Requirement:
Filter the entries down to the lines containing "PgPool", and copy those lines.

[Collected data]
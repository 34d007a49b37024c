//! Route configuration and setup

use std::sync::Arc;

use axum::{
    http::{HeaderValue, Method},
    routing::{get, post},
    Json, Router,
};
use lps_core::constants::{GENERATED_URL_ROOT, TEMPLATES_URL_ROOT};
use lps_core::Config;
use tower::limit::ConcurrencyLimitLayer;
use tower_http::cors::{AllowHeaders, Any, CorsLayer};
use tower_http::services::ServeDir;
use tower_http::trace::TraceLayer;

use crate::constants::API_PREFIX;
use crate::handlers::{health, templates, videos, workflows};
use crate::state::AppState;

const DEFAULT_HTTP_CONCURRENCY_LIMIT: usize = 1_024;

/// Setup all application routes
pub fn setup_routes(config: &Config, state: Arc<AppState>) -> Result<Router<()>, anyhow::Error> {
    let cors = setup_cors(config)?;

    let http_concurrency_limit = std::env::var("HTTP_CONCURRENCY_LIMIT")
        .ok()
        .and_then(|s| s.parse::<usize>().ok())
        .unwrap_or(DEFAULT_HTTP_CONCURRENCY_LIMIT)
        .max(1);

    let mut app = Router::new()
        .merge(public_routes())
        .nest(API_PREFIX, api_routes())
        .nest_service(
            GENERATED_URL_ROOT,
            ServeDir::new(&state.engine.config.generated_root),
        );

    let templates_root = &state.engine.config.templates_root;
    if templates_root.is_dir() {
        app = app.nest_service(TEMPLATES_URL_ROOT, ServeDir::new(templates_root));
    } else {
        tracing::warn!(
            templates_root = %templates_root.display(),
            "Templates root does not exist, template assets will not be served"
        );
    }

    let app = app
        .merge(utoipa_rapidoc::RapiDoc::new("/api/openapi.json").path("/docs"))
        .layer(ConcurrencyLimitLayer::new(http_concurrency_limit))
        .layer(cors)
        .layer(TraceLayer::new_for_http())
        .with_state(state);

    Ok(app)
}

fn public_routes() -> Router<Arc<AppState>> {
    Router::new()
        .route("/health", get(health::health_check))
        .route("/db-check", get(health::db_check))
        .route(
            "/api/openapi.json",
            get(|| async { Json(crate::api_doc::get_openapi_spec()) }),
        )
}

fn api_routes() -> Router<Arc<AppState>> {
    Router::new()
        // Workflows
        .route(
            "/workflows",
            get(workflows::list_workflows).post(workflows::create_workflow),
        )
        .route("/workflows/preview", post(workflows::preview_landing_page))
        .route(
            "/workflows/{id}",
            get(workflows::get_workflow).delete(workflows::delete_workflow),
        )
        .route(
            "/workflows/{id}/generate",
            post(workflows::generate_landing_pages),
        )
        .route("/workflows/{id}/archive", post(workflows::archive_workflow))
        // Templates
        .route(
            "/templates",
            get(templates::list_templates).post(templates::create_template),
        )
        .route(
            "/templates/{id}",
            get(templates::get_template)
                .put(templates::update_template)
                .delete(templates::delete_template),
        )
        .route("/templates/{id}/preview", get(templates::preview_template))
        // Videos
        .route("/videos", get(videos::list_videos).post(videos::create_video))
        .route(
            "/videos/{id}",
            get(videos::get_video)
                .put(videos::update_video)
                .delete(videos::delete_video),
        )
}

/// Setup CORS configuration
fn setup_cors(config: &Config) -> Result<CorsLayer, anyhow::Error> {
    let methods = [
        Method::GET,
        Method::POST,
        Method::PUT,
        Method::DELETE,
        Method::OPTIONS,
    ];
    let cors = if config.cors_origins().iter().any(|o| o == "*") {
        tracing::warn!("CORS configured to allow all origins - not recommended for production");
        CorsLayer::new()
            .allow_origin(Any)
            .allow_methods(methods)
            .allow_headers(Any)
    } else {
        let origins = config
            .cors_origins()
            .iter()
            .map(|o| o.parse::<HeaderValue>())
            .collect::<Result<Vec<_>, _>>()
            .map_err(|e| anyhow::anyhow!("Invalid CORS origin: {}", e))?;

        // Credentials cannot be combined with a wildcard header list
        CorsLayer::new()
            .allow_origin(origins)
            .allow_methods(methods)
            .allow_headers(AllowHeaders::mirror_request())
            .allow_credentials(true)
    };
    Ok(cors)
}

* * *

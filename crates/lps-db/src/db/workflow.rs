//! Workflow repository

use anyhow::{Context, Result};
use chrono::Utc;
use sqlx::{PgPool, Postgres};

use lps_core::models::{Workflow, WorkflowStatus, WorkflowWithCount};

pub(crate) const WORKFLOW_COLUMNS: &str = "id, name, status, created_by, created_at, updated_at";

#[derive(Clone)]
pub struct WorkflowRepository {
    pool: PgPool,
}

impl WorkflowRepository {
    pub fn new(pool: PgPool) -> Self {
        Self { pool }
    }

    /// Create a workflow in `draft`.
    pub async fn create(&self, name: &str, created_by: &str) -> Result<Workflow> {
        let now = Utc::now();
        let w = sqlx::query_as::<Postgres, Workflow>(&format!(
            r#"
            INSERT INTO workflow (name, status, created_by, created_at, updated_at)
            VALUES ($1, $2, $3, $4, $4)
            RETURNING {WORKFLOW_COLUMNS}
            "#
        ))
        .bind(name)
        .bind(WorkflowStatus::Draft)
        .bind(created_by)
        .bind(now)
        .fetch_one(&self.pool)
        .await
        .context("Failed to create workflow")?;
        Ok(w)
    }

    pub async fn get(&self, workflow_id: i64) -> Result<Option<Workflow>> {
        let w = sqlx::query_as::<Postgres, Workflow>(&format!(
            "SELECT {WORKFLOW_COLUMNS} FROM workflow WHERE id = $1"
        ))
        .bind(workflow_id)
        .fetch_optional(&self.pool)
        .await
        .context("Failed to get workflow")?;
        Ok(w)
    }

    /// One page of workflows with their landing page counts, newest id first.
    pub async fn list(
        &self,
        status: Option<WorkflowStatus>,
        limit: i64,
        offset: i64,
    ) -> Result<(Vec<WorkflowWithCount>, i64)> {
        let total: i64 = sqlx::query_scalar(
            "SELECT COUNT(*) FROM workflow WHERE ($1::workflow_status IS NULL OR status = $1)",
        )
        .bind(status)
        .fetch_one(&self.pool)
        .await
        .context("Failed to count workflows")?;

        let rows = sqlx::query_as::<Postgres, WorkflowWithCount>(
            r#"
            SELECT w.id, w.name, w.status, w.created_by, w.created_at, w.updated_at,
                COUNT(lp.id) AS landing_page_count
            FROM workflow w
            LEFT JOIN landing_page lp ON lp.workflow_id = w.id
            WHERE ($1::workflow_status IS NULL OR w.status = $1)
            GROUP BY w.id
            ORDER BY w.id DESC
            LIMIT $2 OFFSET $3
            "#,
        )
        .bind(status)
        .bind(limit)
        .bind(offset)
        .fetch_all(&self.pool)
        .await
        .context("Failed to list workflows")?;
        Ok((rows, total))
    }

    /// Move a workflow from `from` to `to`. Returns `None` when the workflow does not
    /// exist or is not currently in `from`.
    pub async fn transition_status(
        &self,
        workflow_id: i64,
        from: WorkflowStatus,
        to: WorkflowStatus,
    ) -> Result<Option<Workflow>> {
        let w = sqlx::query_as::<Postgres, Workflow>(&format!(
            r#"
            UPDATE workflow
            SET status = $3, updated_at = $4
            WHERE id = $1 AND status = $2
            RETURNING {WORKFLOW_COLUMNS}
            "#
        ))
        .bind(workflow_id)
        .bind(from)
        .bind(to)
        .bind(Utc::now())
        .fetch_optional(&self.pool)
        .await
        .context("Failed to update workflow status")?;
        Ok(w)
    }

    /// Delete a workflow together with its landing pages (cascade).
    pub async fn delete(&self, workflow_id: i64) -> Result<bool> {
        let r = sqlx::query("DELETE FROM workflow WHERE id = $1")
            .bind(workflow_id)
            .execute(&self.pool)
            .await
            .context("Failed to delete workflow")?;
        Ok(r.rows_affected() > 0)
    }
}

Result of the exercise:
use sqlx::{PgPool, Postgres};
    pool: PgPool,
    pub fn new(pool: PgPool) -> Self {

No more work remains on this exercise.